Consul of the United States to Zurich, Switzerland
- In office 1865–1869

Personal details
- Born: Charles Albert Page May 22, 1838 Dixon, Illinois, U.S.
- Died: May 26, 1873 (aged 35) London, England
- Spouse: Grace Darling Coues ​(m. 1869)​
- Relations: George Ham Page (brother)
- Children: 4, including Louis
- Occupation: Businessman, diplomat, journalist

= Charles A. Page =

American diplomat (1838–1873)

Charles Albert Page (22 May 1838 – 26 May 1873) was an American businessman and diplomat who served as Consul of the United States in Zurich from 1865 to 1869. He was one of the founders of the Anglo-Swiss Condensed Milk Company, precursor to Nestlé.

== Personal life ==

On 15 October 1869, Page married Grace Darling Coues (1847–1925), a daughter of Samuel Elliott Coues (1797–1867) and Charlotte Haven Coues (née Ladd; 1813–1900). She was a sister of a renowned Boston literary critic. They had four children;

- Louis Coues Page (1869–1956), colloquially L.C. Page, married firstly to Kate Stearns (1873–1963), of Brookline, Massachusetts. He married secondly to Mildred Frances Parker (born 1873).

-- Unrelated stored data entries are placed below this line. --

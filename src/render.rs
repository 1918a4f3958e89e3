//! Rendering sink
//!
//! Board actions report everything they show through [`Renderer`]. The CLI
//! ships [`TerminalRenderer`]; other front ends implement the trait.

use std::io::Write;

use serde_json::json;

use crate::category::Section;
use crate::clipboard::CopyFeedback;
use crate::payload::Via;

pub trait Renderer: Send + Sync {
    /// Transient section status such as `Loading...` or `Error: network 500`
    fn show_status(&self, section: Section, message: &str);
    fn show_motivation(&self, text: &str, via: Via);
    fn show_joke(&self, title: &str, body: Option<&str>, via: Via);
    fn show_facts(&self, titles: &[String], via: Via);
    fn show_copy_feedback(&self, section: Section, feedback: CopyFeedback);
}

/// `fetched via: direct` style meta line shown above each result
pub fn via_line(via: Via) -> String {
    format!("fetched via: {}", via)
}

/// Writes to stdout, either as readable text or one JSON object per event
#[derive(Debug, Clone, Default)]
pub struct TerminalRenderer {
    json: bool,
    quiet_status: bool,
}

impl TerminalRenderer {
    pub fn new(json: bool) -> Self {
        Self {
            json,
            quiet_status: false,
        }
    }

    /// Drop `Loading...`-style status lines (errors still print)
    pub fn quiet_status(mut self, quiet: bool) -> Self {
        self.quiet_status = quiet;
        self
    }

    fn emit(&self, event: serde_json::Value, text: impl FnOnce() -> String) {
        let line = if self.json {
            event.to_string()
        } else {
            text()
        };
        let mut out = std::io::stdout().lock();
        let _ = writeln!(out, "{}", line);
    }
}

impl Renderer for TerminalRenderer {
    fn show_status(&self, section: Section, message: &str) {
        if self.quiet_status && !message.starts_with("Error") {
            return;
        }
        self.emit(
            json!({"event": "status", "section": section, "message": message}),
            || format!("[{}] {}", section, message),
        );
    }

    fn show_motivation(&self, text: &str, via: Via) {
        self.emit(
            json!({"event": "motivation", "via": via, "text": text}),
            || format!("{}\n{}", via_line(via), text),
        );
    }

    fn show_joke(&self, title: &str, body: Option<&str>, via: Via) {
        self.emit(
            json!({"event": "dad_joke", "via": via, "title": title, "body": body}),
            || match body {
                Some(body) => format!("{}\n{}\n{}", via_line(via), title, body),
                None => format!("{}\n{}", via_line(via), title),
            },
        );
    }

    fn show_facts(&self, titles: &[String], via: Via) {
        self.emit(
            json!({"event": "fun_facts", "via": via, "titles": titles}),
            || {
                let mut text = titles
                    .iter()
                    .map(|t| format!("  • {}", t))
                    .collect::<Vec<_>>()
                    .join("\n");
                text.push('\n');
                text.push_str(&via_line(via));
                text
            },
        );
    }

    fn show_copy_feedback(&self, section: Section, feedback: CopyFeedback) {
        if feedback == CopyFeedback::Idle {
            return;
        }
        self.emit(
            json!({"event": "copy", "section": section, "feedback": feedback}),
            || format!("[{}] {}", section, feedback.label()),
        );
    }
}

He did not have children.
- Charles Fellows Page (1870–1948), married firstly to Frances Ford Benjamin (1876–1960), secondly married to Leigh Reynolds Kyle (1881–1961). He had two children from his first marriage.
- Charlotte Ladd Page (1870–1934), married John Warren Stearns (1866–1927). They had six children.
- George Alfred Page (1872–1927), married Mabel Hurd (1875–1928), of Brookline, with whom he had three children.

Page died 26 May 1873 in London, England, aged 35.